#### Task input:
========================================
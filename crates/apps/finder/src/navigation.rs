//! Folder navigation shared by the Finder and Files windows.

use platform_host::{join_virtual_path, normalize_virtual_path, FsEntry, MockFilesystem};

#[derive(Debug, Clone, PartialEq, Eq)]
/// Back/forward history over visited directories.
pub struct FolderHistory {
    visited: Vec<String>,
    position: usize,
}

impl FolderHistory {
    /// Starts at `start`.
    pub fn new(start: &str) -> Self {
        Self {
            visited: vec![normalize_virtual_path(start)],
            position: 0,
        }
    }

    /// Directory currently shown.
    pub fn current(&self) -> &str {
        &self.visited[self.position]
    }

    /// Visits `path`, dropping any forward entries. Revisiting the current path is a no-op.
    pub fn visit(&mut self, path: &str) {
        let path = normalize_virtual_path(path);
        if path == self.current() {
            return;
        }
        self.visited.truncate(self.position + 1);
        self.visited.push(path);
        self.position += 1;
    }

    /// Whether [`Self::back`] would move.
    pub fn can_go_back(&self) -> bool {
        self.position > 0
    }

    /// Whether [`Self::forward`] would move.
    pub fn can_go_forward(&self) -> bool {
        self.position + 1 < self.visited.len()
    }

    /// Steps back; returns `false` at the oldest entry.
    pub fn back(&mut self) -> bool {
        if !self.can_go_back() {
            return false;
        }
        self.position -= 1;
        true
    }

    /// Steps forward; returns `false` at the newest entry.
    pub fn forward(&mut self) -> bool {
        if !self.can_go_forward() {
            return false;
        }
        self.position += 1;
        true
    }
}

#[derive(Debug, Clone, PartialEq, Eq)]
/// One clickable segment of the path bar.
pub struct Breadcrumb {
    /// Display label.
    pub label: String,
    /// Absolute directory path.
    pub path: String,
}

/// Splits `path` into breadcrumbs, starting with the root.
pub fn breadcrumbs(path: &str) -> Vec<Breadcrumb> {
    let normalized = normalize_virtual_path(path);
    let mut crumbs = vec![Breadcrumb {
        label: "Root".to_string(),
        path: "/".to_string(),
    }];
    let mut current = String::new();
    for segment in normalized.split('/').filter(|segment| !segment.is_empty()) {
        current.push('/');
        current.push_str(segment);
        crumbs.push(Breadcrumb {
            label: segment.to_string(),
            path: current.clone(),
        });
    }
    crumbs
}

#[derive(Debug, Clone, PartialEq, Eq)]
/// Directory entry resolved for display.
pub struct FolderItem {
    /// Absolute path.
    pub path: String,
    /// Entry name.
    pub name: String,
    /// `Folder`, or the upper-cased file extension.
    pub kind: String,
    /// Display size, `-` for folders.
    pub size: String,
    /// Display modification date.
    pub modified: String,
    /// Whether the entry is a directory.
    pub is_folder: bool,
}

impl FolderItem {
    fn from_entry(parent: &str, entry: &FsEntry) -> Self {
        let is_folder = entry.is_directory();
        Self {
            path: join_virtual_path(parent, &entry.name),
            name: entry.name.clone(),
            kind: item_kind(&entry.name, is_folder),
            size: if is_folder {
                "-".to_string()
            } else {
                entry.display_size().to_string()
            },
            modified: entry.modified.clone(),
            is_folder,
        }
    }

    /// Emoji glyph for grid and list views.
    pub fn glyph(&self) -> &'static str {
        if self.is_folder {
            "📁"
        } else {
            "📄"
        }
    }
}

/// Type column text: `Folder`, the upper-cased extension, or `File`.
pub fn item_kind(name: &str, is_folder: bool) -> String {
    if is_folder {
        return "Folder".to_string();
    }
    match name.rsplit_once('.') {
        Some((_, ext)) if !ext.is_empty() => ext.to_uppercase(),
        _ => "File".to_string(),
    }
}

/// Entries of the directory at `path`; missing directories list as empty.
pub fn folder_items(fs: &MockFilesystem, path: &str) -> Vec<FolderItem> {
    let parent = normalize_virtual_path(path);
    fs.list_dir(&parent)
        .map(|entries| {
            entries
                .iter()
                .map(|entry| FolderItem::from_entry(&parent, entry))
                .collect()
        })
        .unwrap_or_default()
}

/// Sub-directories of `path` for the folder tree.
pub fn subfolders(fs: &MockFilesystem, path: &str) -> Vec<FolderItem> {
    folder_items(fs, path)
        .into_iter()
        .filter(|item| item.is_folder)
        .collect()
}

#[derive(Debug, Clone, PartialEq, Eq)]
/// Outcome of activating (double-clicking) an item.
pub enum ItemActivation {
    /// Navigate into the folder.
    OpenFolder(String),
    /// Hand the file to Notes.
    OpenFile {
        /// File name.
        name: String,
        /// File text.
        content: String,
    },
}

/// Resolves what activating the entry at `path` does.
pub fn activate_item(fs: &MockFilesystem, path: &str) -> Option<ItemActivation> {
    let entry = fs.entry(path)?;
    if entry.is_directory() {
        return Some(ItemActivation::OpenFolder(normalize_virtual_path(path)));
    }
    fs.read_file(path)
        .ok()
        .map(|content| ItemActivation::OpenFile {
            name: entry.name.clone(),
            content: content.to_string(),
        })
}

#[cfg(test)]
mod tests {
    use platform_host::{default_filesystem, graft_desktop_files, DesktopFile};
    use pretty_assertions::assert_eq;

    use super::*;

    #[test]
    fn history_visits_back_and_forward() {
        let mut history = FolderHistory::new("/home/user");
        assert!(!history.can_go_back());
        history.visit("/home/user/Documents");
        history.visit("/home/user/Documents/");
        history.visit("/home/user/Documents/Work");
        assert!(history.back());
        assert_eq!(history.current(), "/home/user/Documents");
        assert!(history.back());
        assert!(!history.back());
        assert_eq!(history.current(), "/home/user");
        assert!(history.forward());
        assert_eq!(history.current(), "/home/user/Documents");
    }

    #[test]
    fn visiting_after_back_drops_forward_entries() {
        let mut history = FolderHistory::new("/home/user");
        history.visit("/etc");
        history.back();
        history.visit("/usr");
        assert!(!history.can_go_forward());
        assert!(history.back());
        assert_eq!(history.current(), "/home/user");
    }

    #[test]
    fn breadcrumbs_accumulate_paths() {
        assert_eq!(
            breadcrumbs("/home/user"),
            vec![
                Breadcrumb {
                    label: "Root".to_string(),
                    path: "/".to_string(),
                },
                Breadcrumb {
                    label: "home".to_string(),
                    path: "/home".to_string(),
                },
                Breadcrumb {
                    label: "user".to_string(),
                    path: "/home/user".to_string(),
                },
            ]
        );
        assert_eq!(breadcrumbs("/").len(), 1);
    }

    #[test]
    fn item_kind_uses_extension() {
        assert_eq!(item_kind("resume.pdf", false), "PDF");
        assert_eq!(item_kind("Makefile", false), "File");
        assert_eq!(item_kind("Work", true), "Folder");
    }

    #[test]
    fn folder_items_resolve_paths_and_sizes() {
        let fs = default_filesystem();
        let usr = folder_items(&fs, "/usr");
        assert_eq!(
            usr.iter().map(|item| item.path.as_str()).collect::<Vec<_>>(),
            vec!["/usr/bin", "/usr/lib"]
        );
        assert_eq!(usr[0].size, "-");
        let etc = folder_items(&fs, "/etc");
        assert_eq!(etc[0].size, "32B");
        assert!(folder_items(&fs, "/missing").is_empty());
        assert!(subfolders(&fs, "/etc").is_empty());
    }

    #[test]
    fn desktop_folder_lists_saved_notes_and_opens_them() {
        let mut fs = default_filesystem();
        graft_desktop_files(
            &mut fs,
            &[DesktopFile {
                id: "file-1".to_string(),
                name: "todo.txt".to_string(),
                content: "milk".to_string(),
            }],
        );
        let desktop = folder_items(&fs, "/home/user/Desktop");
        assert!(desktop.iter().any(|item| item.name == "todo.txt"));
        assert_eq!(
            activate_item(&fs, "/home/user/Desktop/todo.txt"),
            Some(ItemActivation::OpenFile {
                name: "todo.txt".to_string(),
                content: "milk".to_string(),
            })
        );
        assert_eq!(
            activate_item(&fs, "/home/user/Desktop"),
            Some(ItemActivation::OpenFolder("/home/user/Desktop".to_string()))
        );
        assert_eq!(activate_item(&fs, "/nope"), None);
    }
}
========================================
#### Brief:
Find the word "Documents" in the entries, then copy out every line that has it.

#### Finished task:
        history.visit("/home/user/Documents");
        history.visit("/home/user/Documents/");
        history.visit("/home/user/Documents/Work");
        assert_eq!(history.current(), "/home/user/Documents");
        assert_eq!(history.current(), "/home/user/Documents");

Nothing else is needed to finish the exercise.